Когда старики с Железных гор обращаются к психологическим аспектам войны, они признают войну инструментом, который «позволяет физически увядающему старшему поколению контролировать младших, истребляя их, если необходимо». Обнаруживается ли здесь интуиция, конкурирующая с «Повелителем мух» или «территориальностью» Роберта Ардри? А далее следует медитация по поводу того, что Тойнби называл «эфиризацией», или философской функцией войны:
Война есть идеологический фильтр. Дуализм, характеризующий традиционную диалектику всех ветвей философии и стабильных политических отношений, возникает из войны как прототипа конфликта. За исключением вторичных соображений, не может быть, если выражать мысль максимально просто, более двух ответов на вопрос, и потому не может быть более двух противников в войне.
Война — основа интернационального понимания. До развития современных средств коммуникации стратегические требования войны обеспечивали единственный значимый стимул к обогащению одной национальной культуры достижениями другой. Хотя так до сих пор происходит во многих отношениях, эта функция постепенно выходит из употребления.
Мы также отказались от пространного описания тех функций, которые считаем признанными повсеместно. Очевидный пример таких функций — роль войны как контролера качества и уровня безработицы. Это не просто экономическая или политическая подфункция; ее социологическое, культурное и экологическое значения важны не менее, пусть и часто телеономичны. Но ни одно не влияет на основную проблему замещения. То
же верно для многих других функций; того, что мы перечислили, достаточно для определения границ исследования.
Насилие во многих своих формах, как принудительная задача по самоидентификации, в наше время раскрыла полностью новый облик войны. Это измерение войны совершенно незаметно старикам с Железной горы. Война — важный элемент образовательной индустрии и сама есть форма образования.
Война — это ускоренная программа обучения, принудительное образование для противника. Это ее значение становится очевидным, стоит о нем упомянуть. Почему о нем предпочитают умалчивать, помогут объяснить строки Александра Поупа, если слово «порок» заменить на «война»:
Чудовищен порок на первый взгляд,
И, кажется, он источает яд,
Но приглядишься, и пройдет боязнь,
Останется сердечная приязнь.{6}
В любой войне противник изучает ресурсы и характеристики нападающего не менее серьезно, чем нападающий старается понять врага. Генералы и их штабы обсуждают и обдумывают каждый аспект вражеской психологии, изучают культурную историю, ресурсы и технологии, так что современные войны, локальные и глобальные, давно превратились в своего рода школы всемирной деревни.
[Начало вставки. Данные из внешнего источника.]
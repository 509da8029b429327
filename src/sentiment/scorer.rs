//! Single-text scoring against the indicator dictionaries

use serde::Deserialize;
use serde::Serialize;

use super::lexicon::Lexicon;
use super::normalize::bigrams;
use super::normalize::tokenize;
use crate::models::Sentiment;

/// Normalized per-word pattern signals for one text
#[derive(Debug, Clone, Copy, Default, PartialEq, Serialize, Deserialize)]
pub struct PatternScores {
    pub emotional_state: f64,
    pub burnout_risk: f64,
    pub work_life_balance: f64,
    pub community_support: f64,
    pub mental_health_awareness: f64,
}

/// Matched indicator terms per category, deduplicated in first-seen order
#[derive(Debug, Clone, Default, Serialize, Deserialize)]
pub struct IndicatorMatches {
    pub positive_emotions: Vec<String>,
    pub negative_emotions: Vec<String>,
    pub engagement: Vec<String>,
    pub burnout: Vec<String>,
    pub isolation: Vec<String>,
    pub resilience: Vec<String>,
    pub work_life_positive: Vec<String>,
    pub work_life_negative: Vec<String>,
    pub mental_health_awareness: Vec<String>,
    pub mental_health_warning: Vec<String>,
}

/// The result of scoring one text
#[derive(Debug, Clone, Serialize, Deserialize)]
pub struct TextAnalysis {
    pub sentiment: Sentiment,
    /// Continuous polarity score in [-1, 1]
    pub score: f64,
    pub word_count: usize,
    pub patterns: PatternScores,
    pub matches: IndicatorMatches,
}

impl TextAnalysis {
    /// Neutral zero-signal result, used for empty input
    fn neutral() -> Self {
        Self {
            sentiment: Sentiment::Neutral,
            score: 0.0,
            word_count: 0,
            patterns: PatternScores::default(),
            matches: IndicatorMatches::default(),
        }
    }
}

#[derive(Debug, Default)]
struct CategoryCounts {
    positive_emotions: usize,
    negative_emotions: usize,
    engagement: usize,
    burnout: usize,
    isolation: usize,
    resilience: usize,
    work_life_positive: usize,
    work_life_negative: usize,
    mental_health_awareness: usize,
    mental_health_warning: usize,
}

/// Dictionary-driven sentiment scorer
///
/// Pure function of text and lexicon: the same input always produces the
/// same analysis, which is what makes caching of downstream aggregates sound.
#[derive(Debug, Clone, Default)]
pub struct SentimentScorer {
    lexicon: Lexicon,
}

impl SentimentScorer {
    #[must_use]
    pub fn new(lexicon: Lexicon) -> Self {
        Self { lexicon }
    }

    #[must_use]
    pub fn lexicon(&self) -> &Lexicon {
        &self.lexicon
    }

    /// Score one text across every indicator category
    #[must_use]
    pub fn analyze(&self, text: &str) -> TextAnalysis {
        let words = tokenize(text);
        if words.is_empty() {
            return TextAnalysis::neutral();
        }
        let pairs = bigrams(&words);

        let mut counts = CategoryCounts::default();
        let mut matches = IndicatorMatches::default();

        for term in words.iter().chain(pairs.iter()) {
            if self.lexicon.positive_emotions.contains(term) {
                counts.positive_emotions += 1;
                record(&mut matches.positive_emotions, term);
            }
            if self.lexicon.negative_emotions.contains(term) {
                counts.negative_emotions += 1;
                record(&mut matches.negative_emotions, term);
            }
            if self.lexicon.engagement.contains(term) {
                counts.engagement += 1;
                record(&mut matches.engagement, term);
            }
            if self.lexicon.burnout.contains(term) {
                counts.burnout += 1;
                record(&mut matches.burnout, term);
            }
            if self.lexicon.isolation.contains(term) {
                counts.isolation += 1;
                record(&mut matches.isolation, term);
            }
            if self.lexicon.resilience.contains(term) {
                counts.resilience += 1;
                record(&mut matches.resilience, term);
            }
            if self.lexicon.work_life_positive.contains(term) {
                counts.work_life_positive += 1;
                record(&mut matches.work_life_positive, term);
            }
            if self.lexicon.work_life_negative.contains(term) {
                counts.work_life_negative += 1;
                record(&mut matches.work_life_negative, term);
            }
            if self.lexicon.mental_health_awareness.contains(term) {
                counts.mental_health_awareness += 1;
                record(&mut matches.mental_health_awareness, term);
            }
            if self.lexicon.mental_health_warning.contains(term) {
                counts.mental_health_warning += 1;
                record(&mut matches.mental_health_warning, term);
            }
        }

        let total = words.len() as f64;
        let patterns = PatternScores {
            emotional_state: (counts.positive_emotions as f64 - counts.negative_emotions as f64)
                / total,
            burnout_risk: (counts.burnout + counts.work_life_negative) as f64 / total,
            work_life_balance: (counts.work_life_positive as f64
                - counts.work_life_negative as f64)
                / total,
            community_support: (counts.engagement as f64 - counts.isolation as f64) / total,
            mental_health_awareness: counts.mental_health_awareness as f64 / total,
        };

        // Strict sign test, no deadband: exactly zero reads as neutral
        let sentiment = if patterns.emotional_state > 0.0 {
            Sentiment::Positive
        } else if patterns.emotional_state < 0.0 {
            Sentiment::Negative
        } else {
            Sentiment::Neutral
        };

        TextAnalysis {
            sentiment,
            score: patterns.emotional_state.clamp(-1.0, 1.0),
            word_count: words.len(),
            patterns,
            matches,
        }
    }
}

/// Record a matched term once, keeping first-seen order
fn record(found: &mut Vec<String>, term: &str) {
    if !found.iter().any(|t| t == term) {
        found.push(term.to_string());
    }
}

#[cfg(test)]
mod tests {
    use super::*;

    fn scorer() -> SentimentScorer {
        SentimentScorer::default()
    }

    #[test]
    fn test_positive_text() {
        let analysis = scorer().analyze("I love this, it's amazing and wonderful!");
        assert_eq!(analysis.sentiment, Sentiment::Positive);
        assert!(analysis.score > 0.0);
        assert!(analysis.matches.positive_emotions.len() >= 2);
        assert!(analysis
            .matches
            .positive_emotions
            .contains(&"love".to_string()));
    }

    #[test]
    fn test_empty_text_is_neutral_zero() {
        let analysis = scorer().analyze("");
        assert_eq!(analysis.sentiment, Sentiment::Neutral);
        assert_eq!(analysis.score, 0.0);
        assert_eq!(analysis.word_count, 0);
        assert_eq!(analysis.patterns, PatternScores::default());
        assert!(analysis.matches.positive_emotions.is_empty());
        assert!(analysis.matches.burnout.is_empty());
    }

    #[test]
    fn test_whitespace_only_is_neutral_zero() {
        let analysis = scorer().analyze("   \n\t ");
        assert_eq!(analysis.sentiment, Sentiment::Neutral);
        assert_eq!(analysis.score, 0.0);
    }

    #[test]
    fn test_negative_text() {
        let analysis = scorer().analyze("so tired and exhausted, everything is terrible");
        assert_eq!(analysis.sentiment, Sentiment::Negative);
        assert!(analysis.score < 0.0);
        assert!(analysis.patterns.burnout_risk > 0.0);
        assert!(analysis.matches.burnout.contains(&"tired".to_string()));
        assert!(analysis.matches.burnout.contains(&"exhausted".to_string()));
    }

    #[test]
    fn test_mixed_text_with_zero_balance_is_neutral() {
        // One positive emotion, one negative emotion
        let analysis = scorer().analyze("happy but sad");
        assert_eq!(analysis.patterns.emotional_state, 0.0);
        assert_eq!(analysis.sentiment, Sentiment::Neutral);
    }

    #[test]
    fn test_score_bounds() {
        for text in [
            "",
            "love love love love",
            "hate hate hate hate",
            "support help community together mental health self-care",
            "the quick brown fox",
        ] {
            let analysis = scorer().analyze(text);
            assert!(
                (-1.0..=1.0).contains(&analysis.score),
                "score {} out of bounds for {text:?}",
                analysis.score
            );
        }
    }

    #[test]
    fn test_bigram_phrase_match() {
        let analysis = scorer().analyze("talking about mental health openly");
        assert!(analysis
            .matches
            .mental_health_awareness
            .contains(&"mental health".to_string()));
        assert!(analysis.patterns.mental_health_awareness > 0.0);
    }

    #[test]
    fn test_hyphenated_phrase_match() {
        let analysis = scorer().analyze("remember self-care matters");
        assert!(analysis
            .matches
            .resilience
            .contains(&"self care".to_string()));
        assert!(analysis
            .matches
            .mental_health_awareness
            .contains(&"self care".to_string()));
    }

    #[test]
    fn test_burnout_risk_includes_work_life_negative() {
        // "exhausted" hits burnout, "nonstop" hits negative work-life
        let analysis = scorer().analyze("exhausted from working nonstop");
        assert_eq!(analysis.patterns.burnout_risk, 2.0 / 4.0);
    }

    #[test]
    fn test_community_support_subtracts_isolation() {
        let analysis = scorer().analyze("community support versus feeling alone");
        // engagement: community, support; isolation: alone; five words total
        assert_eq!(analysis.patterns.community_support, (2.0 - 1.0) / 5.0);
    }

    #[test]
    fn test_matched_terms_deduplicated() {
        let analysis = scorer().analyze("love love love");
        assert_eq!(analysis.matches.positive_emotions, vec!["love"]);
        // Counts still reflect every hit
        assert_eq!(analysis.patterns.emotional_state, 1.0);
    }

    #[test]
    fn test_determinism() {
        let text = "grateful for this amazing community but a bit tired";
        let a = scorer().analyze(text);
        let b = scorer().analyze(text);
        assert_eq!(a.score, b.score);
        assert_eq!(a.sentiment, b.sentiment);
        assert_eq!(a.patterns, b.patterns);
        assert_eq!(a.matches.positive_emotions, b.matches.positive_emotions);
    }
}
И все они красного — кровавого цвета. Александра Великого, Цезаря и Наполеона, кстати, в их кампаниях сопровождали толпы ученых и знатоков чужих языков, — они давали советы по всем параметрам вражеской культурной модели и, конечно, собирали культурные сокровища врага, когда предоставлялась такая возможность. Сегодня, с учетом того, сколь глубоко наши информационные системы позволяют проникнуть в психику врага, эти исторические факты приводят на ум конференции ученых в каком-нибудь космополитическом отеле.
Тема этого раздела такова: новая технология разрушает образ, частный или корпоративный, любого общества, причем настолько радикально, что в сердцах людей поселяются страх и тревога и начинаются новые поиски идентичности. Никто и никогда не изучал, какая мера информации необходима, чтобы расшатать образ индивида или общества. В наше время, во всяком случае, объем инноваций намного превосходит все, что было создано нового во всех культурах прошлого во всем мире. Мы отчаяннее наших предков стремимся отыскивать и собирать куски разрушенного образа. Именно этот импульс побуждает нас предаваться «оргии зеркал заднего вида», от ученых реконструкций древних и малопонятных культур до «Унесенных ветром».
Когда новая технология поражает общество, наиболее естественная реакция — вцепиться обеими руками в непосредственно предшествующий период, обнаруживая в нем знакомый и комфортный образ. Это мир «Вирдгинца», «Бонанзы» и развлечений фронтира. Если 90% всех ученых, живших когда либо, живут в наши дни, можно сказать, что в Голливуде больше краснокожих и ковбоев, чем когда либо населяло фронтир. То, что называют прогрессом и передовым мышлением, почти всегда связано с нашим многообразием зеркал заднего вида. Десмонд Моррис очень хорошо высказался в «Голой обезьяне». Вместо того чтобы написать, что наша космическая программа — ньютоновская по сути и устарела изначально, он говорит: «Космическая обезьяна все еще хранит в бумажнике фото своих жены и детей, когда спешит к Луне». Все средства, потраченные НАСА, вполне сопоставимы с бюджетом «Бонанзы». Повторимся, это ньютоновская программа, а не программа XX века. Это растрата средств. Она связана с нашим временем не теснее, чем «Бонанза». Посылать ракеты в открытый космос — чем это современнее экспедиций Колумба и Магеллана?